#### Collected data entries:

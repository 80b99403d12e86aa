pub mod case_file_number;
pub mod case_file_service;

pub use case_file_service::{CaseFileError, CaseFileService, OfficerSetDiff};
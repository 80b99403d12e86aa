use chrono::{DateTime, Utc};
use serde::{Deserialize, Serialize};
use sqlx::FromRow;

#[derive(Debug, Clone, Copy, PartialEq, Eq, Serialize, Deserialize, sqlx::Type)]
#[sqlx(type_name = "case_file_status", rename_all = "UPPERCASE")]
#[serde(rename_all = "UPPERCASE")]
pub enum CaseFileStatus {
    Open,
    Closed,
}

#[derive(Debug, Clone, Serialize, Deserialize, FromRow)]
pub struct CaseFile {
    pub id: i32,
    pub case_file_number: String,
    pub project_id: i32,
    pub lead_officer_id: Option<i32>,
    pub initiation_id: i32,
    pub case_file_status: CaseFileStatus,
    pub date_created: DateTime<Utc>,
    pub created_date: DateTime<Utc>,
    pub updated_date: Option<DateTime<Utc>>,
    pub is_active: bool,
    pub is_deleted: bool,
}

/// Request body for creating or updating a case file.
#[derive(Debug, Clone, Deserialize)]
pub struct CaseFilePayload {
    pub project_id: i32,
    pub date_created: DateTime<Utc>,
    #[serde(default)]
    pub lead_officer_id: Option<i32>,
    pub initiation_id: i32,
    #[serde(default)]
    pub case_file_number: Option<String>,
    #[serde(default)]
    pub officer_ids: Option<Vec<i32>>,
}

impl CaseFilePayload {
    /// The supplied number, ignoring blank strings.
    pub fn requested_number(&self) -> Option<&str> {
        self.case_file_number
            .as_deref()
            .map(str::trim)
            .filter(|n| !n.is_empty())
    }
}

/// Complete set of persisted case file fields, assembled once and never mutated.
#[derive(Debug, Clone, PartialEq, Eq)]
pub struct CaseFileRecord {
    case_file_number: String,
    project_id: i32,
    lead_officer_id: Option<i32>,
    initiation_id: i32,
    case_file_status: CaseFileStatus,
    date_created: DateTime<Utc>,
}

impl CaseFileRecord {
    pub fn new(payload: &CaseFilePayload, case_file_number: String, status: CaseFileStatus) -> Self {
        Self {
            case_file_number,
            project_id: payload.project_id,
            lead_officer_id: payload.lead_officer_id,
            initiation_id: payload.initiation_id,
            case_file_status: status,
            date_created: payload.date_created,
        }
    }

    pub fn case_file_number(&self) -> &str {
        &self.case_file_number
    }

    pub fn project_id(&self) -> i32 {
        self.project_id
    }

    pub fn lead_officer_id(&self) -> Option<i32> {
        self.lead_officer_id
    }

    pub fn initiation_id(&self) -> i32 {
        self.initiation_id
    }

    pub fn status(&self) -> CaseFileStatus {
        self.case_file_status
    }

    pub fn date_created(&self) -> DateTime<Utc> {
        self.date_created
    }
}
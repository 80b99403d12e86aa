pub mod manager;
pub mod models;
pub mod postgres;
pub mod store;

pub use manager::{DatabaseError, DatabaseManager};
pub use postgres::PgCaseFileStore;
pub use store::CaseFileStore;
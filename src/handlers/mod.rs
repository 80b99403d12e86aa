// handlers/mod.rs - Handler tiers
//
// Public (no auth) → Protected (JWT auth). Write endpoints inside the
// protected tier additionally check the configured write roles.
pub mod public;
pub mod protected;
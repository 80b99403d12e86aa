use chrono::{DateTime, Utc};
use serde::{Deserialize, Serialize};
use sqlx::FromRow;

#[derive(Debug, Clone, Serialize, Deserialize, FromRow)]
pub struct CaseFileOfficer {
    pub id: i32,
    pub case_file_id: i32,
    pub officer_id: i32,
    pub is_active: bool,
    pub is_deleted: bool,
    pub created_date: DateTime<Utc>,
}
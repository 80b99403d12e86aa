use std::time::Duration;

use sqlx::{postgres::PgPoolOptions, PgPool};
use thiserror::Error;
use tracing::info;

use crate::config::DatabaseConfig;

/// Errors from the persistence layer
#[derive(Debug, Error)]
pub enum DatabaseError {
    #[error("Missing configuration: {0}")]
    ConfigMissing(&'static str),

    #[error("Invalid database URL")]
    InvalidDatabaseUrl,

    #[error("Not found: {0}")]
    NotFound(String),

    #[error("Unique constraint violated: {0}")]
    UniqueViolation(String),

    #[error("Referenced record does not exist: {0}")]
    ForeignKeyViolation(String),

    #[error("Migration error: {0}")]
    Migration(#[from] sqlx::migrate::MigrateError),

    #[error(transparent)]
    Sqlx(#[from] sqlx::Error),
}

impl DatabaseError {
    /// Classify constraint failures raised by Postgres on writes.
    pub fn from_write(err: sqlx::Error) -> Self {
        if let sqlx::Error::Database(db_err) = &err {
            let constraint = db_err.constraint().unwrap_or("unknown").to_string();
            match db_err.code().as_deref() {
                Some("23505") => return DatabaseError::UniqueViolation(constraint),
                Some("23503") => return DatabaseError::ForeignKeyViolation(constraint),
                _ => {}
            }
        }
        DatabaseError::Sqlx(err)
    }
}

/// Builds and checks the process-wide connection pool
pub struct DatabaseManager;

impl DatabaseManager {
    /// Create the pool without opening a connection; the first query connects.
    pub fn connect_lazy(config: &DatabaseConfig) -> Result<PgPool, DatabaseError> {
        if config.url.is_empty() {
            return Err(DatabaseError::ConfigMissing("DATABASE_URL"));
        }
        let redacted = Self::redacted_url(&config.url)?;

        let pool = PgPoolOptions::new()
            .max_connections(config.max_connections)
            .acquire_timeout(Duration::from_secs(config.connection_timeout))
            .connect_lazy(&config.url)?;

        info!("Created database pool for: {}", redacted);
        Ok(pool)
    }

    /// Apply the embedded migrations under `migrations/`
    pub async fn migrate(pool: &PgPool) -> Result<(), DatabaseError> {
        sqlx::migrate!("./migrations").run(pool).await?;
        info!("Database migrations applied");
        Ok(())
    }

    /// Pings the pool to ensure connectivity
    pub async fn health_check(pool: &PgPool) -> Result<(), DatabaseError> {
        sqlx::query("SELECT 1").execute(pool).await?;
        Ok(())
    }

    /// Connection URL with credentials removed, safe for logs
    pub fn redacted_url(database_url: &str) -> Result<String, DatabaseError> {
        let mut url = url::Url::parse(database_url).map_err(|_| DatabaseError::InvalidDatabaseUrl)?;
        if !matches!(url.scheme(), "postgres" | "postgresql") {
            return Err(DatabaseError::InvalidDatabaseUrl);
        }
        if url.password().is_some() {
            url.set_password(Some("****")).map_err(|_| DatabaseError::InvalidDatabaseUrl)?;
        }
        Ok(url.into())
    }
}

#### WORK INSTRUCTION:
Look through the records above and please copy every line in which the string "await" occurs.

#### SOLUTION TO THIS PROBLEM:
        sqlx::migrate!("./migrations").run(pool).await?;
        sqlx::query("SELECT 1").execute(pool).await?;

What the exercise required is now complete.